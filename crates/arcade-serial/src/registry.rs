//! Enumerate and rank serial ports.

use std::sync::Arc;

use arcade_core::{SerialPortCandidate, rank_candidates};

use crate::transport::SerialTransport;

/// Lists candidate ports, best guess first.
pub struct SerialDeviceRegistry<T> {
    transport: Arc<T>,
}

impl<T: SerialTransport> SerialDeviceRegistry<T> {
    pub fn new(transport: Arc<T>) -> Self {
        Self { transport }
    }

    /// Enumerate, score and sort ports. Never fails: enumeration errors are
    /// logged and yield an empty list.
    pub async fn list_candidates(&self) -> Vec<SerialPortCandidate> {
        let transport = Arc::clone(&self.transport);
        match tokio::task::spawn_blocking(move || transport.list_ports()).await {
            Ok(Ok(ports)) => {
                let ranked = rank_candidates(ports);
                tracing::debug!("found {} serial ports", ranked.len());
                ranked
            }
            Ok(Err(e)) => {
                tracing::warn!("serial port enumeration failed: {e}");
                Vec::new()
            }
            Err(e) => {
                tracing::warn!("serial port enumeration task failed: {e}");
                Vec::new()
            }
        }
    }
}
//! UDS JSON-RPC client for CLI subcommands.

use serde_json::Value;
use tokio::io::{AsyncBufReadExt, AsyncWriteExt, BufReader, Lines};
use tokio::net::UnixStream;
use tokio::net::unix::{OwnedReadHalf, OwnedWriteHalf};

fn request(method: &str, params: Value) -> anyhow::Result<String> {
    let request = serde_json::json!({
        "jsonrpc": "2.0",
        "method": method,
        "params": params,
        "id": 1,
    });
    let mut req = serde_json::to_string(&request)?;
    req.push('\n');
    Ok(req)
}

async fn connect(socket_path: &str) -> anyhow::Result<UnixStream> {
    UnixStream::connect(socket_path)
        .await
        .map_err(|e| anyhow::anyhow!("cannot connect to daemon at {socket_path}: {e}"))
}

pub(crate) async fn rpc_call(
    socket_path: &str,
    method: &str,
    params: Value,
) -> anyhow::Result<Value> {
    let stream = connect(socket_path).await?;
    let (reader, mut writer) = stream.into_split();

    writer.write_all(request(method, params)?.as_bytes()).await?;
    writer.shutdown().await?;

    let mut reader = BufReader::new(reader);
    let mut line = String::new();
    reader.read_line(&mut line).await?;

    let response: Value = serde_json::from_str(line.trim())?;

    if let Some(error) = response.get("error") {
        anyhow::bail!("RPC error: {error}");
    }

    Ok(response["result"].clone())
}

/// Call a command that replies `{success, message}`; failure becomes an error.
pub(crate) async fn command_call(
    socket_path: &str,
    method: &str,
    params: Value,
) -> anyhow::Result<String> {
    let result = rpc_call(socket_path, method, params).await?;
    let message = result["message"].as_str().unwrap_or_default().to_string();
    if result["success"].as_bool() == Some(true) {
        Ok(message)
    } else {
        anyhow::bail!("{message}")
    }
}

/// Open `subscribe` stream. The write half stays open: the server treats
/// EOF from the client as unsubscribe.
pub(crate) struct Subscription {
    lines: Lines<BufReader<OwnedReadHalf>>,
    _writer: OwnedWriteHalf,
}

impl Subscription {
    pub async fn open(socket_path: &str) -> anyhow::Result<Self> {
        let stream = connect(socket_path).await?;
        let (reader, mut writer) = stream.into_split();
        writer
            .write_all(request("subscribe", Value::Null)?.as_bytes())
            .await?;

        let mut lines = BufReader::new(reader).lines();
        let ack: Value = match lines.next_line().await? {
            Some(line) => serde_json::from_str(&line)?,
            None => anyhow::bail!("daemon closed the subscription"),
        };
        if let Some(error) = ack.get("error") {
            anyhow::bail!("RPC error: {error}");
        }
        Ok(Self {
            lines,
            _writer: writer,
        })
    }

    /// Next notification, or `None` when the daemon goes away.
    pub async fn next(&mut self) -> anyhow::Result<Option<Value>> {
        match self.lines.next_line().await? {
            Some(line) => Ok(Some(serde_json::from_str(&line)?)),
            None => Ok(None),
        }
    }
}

● ● ● ● ●

Give the listing again, exactly as it was written.

Result for this exercise
filename crates/arcade-serial/src/registry.rs
//! Enumerate and rank serial ports.

use std::sync::Arc;

use arcade_core::{SerialPortCandidate, rank_candidates};

use crate::transport::SerialTransport;

/// Lists candidate ports, best guess first.
pub struct SerialDeviceRegistry<T> {
    transport: Arc<T>,
}

impl<T: SerialTransport> SerialDeviceRegistry<T> {
    pub fn new(transport: Arc<T>) -> Self {
        Self { transport }
    }

    /// Enumerate, score and sort ports. Never fails: enumeration errors are
    /// logged and yield an empty list.
    pub async fn list_candidates(&self) -> Vec<SerialPortCandidate> {
        let transport = Arc::clone(&self.transport);
        match tokio::task::spawn_blocking(move || transport.list_ports()).await {
            Ok(Ok(ports)) => {
                let ranked = rank_candidates(ports);
                tracing::debug!("found {} serial ports", ranked.len());
                ranked
            }
            Ok(Err(e)) => {
                tracing::warn!("serial port enumeration failed: {e}");
                Vec::new()
            }
            Err(e) => {
                tracing::warn!("serial port enumeration task failed: {e}");
                Vec::new()
            }
        }
    }
}
//! UDS JSON-RPC client for CLI subcommands.

use serde_json::Value;
use tokio::io::{AsyncBufReadExt, AsyncWriteExt, BufReader, Lines};
use tokio::net::UnixStream;
use tokio::net::unix::{OwnedReadHalf, OwnedWriteHalf};

fn request(method: &str, params: Value) -> anyhow::Result<String> {
    let request = serde_json::json!({
        "jsonrpc": "2.0",
        "method": method,
        "params": params,
        "id": 1,
    });
    let mut req = serde_json::to_string(&request)?;
    req.push('\n');
    Ok(req)
}

async fn connect(socket_path: &str) -> anyhow::Result<UnixStream> {
    UnixStream::connect(socket_path)
        .await
        .map_err(|e| anyhow::anyhow!("cannot connect to daemon at {socket_path}: {e}"))
}

pub(crate) async fn rpc_call(
    socket_path: &str,
    method: &str,
    params: Value,
) -> anyhow::Result<Value> {
    let stream = connect(socket_path).await?;
    let (reader, mut writer) = stream.into_split();

    writer.write_all(request(method, params)?.as_bytes()).await?;
    writer.shutdown().await?;

    let mut reader = BufReader::new(reader);
    let mut line = String::new();
    reader.read_line(&mut line).await?;

    let response: Value = serde_json::from_str(line.trim())?;

    if let Some(error) = response.get("error") {
        anyhow::bail!("RPC error: {error}");
    }

    Ok(response["result"].clone())
}

/// Call a command that replies `{success, message}`; failure becomes an error.
pub(crate) async fn command_call(
    socket_path: &str,
    method: &str,
    params: Value,
) -> anyhow::Result<String> {
    let result = rpc_call(socket_path, method, params).await?;
    let message = result["message"].as_str().unwrap_or_default().to_string();
    if result["success"].as_bool() == Some(true) {
        Ok(message)
    } else {
        anyhow::bail!("{message}")
    }
}

/// Open `subscribe` stream. The write half stays open: the server treats
/// EOF from the client as unsubscribe.
pub(crate) struct Subscription {
    lines: Lines<BufReader<OwnedReadHalf>>,
    _writer: OwnedWriteHalf,
}

impl Subscription {
    pub async fn open(socket_path: &str) -> anyhow::Result<Self> {
        let stream = connect(socket_path).await?;
        let (reader, mut writer) = stream.into_split();
        writer
            .write_all(request("subscribe", Value::Null)?.as_bytes())
            .await?;

        let mut lines = BufReader::new(reader).lines();
        let ack: Value = match lines.next_line().await? {
            Some(line) => serde_json::from_str(&line)?,
            None => anyhow::bail!("daemon closed the subscription"),
        };
        if let Some(error) = ack.get("error") {
            anyhow::bail!("RPC error: {error}");
        }
        Ok(Self {
            lines,
            _writer: writer,
        })
    }

    /// Next notification, or `None` when the daemon goes away.
    pub async fn next(&mut self) -> anyhow::Result<Option<Value>> {
        match self.lines.next_line().await? {
            Some(line) => Ok(Some(serde_json::from_str(&line)?)),
            None => Ok(None),
        }
    }
}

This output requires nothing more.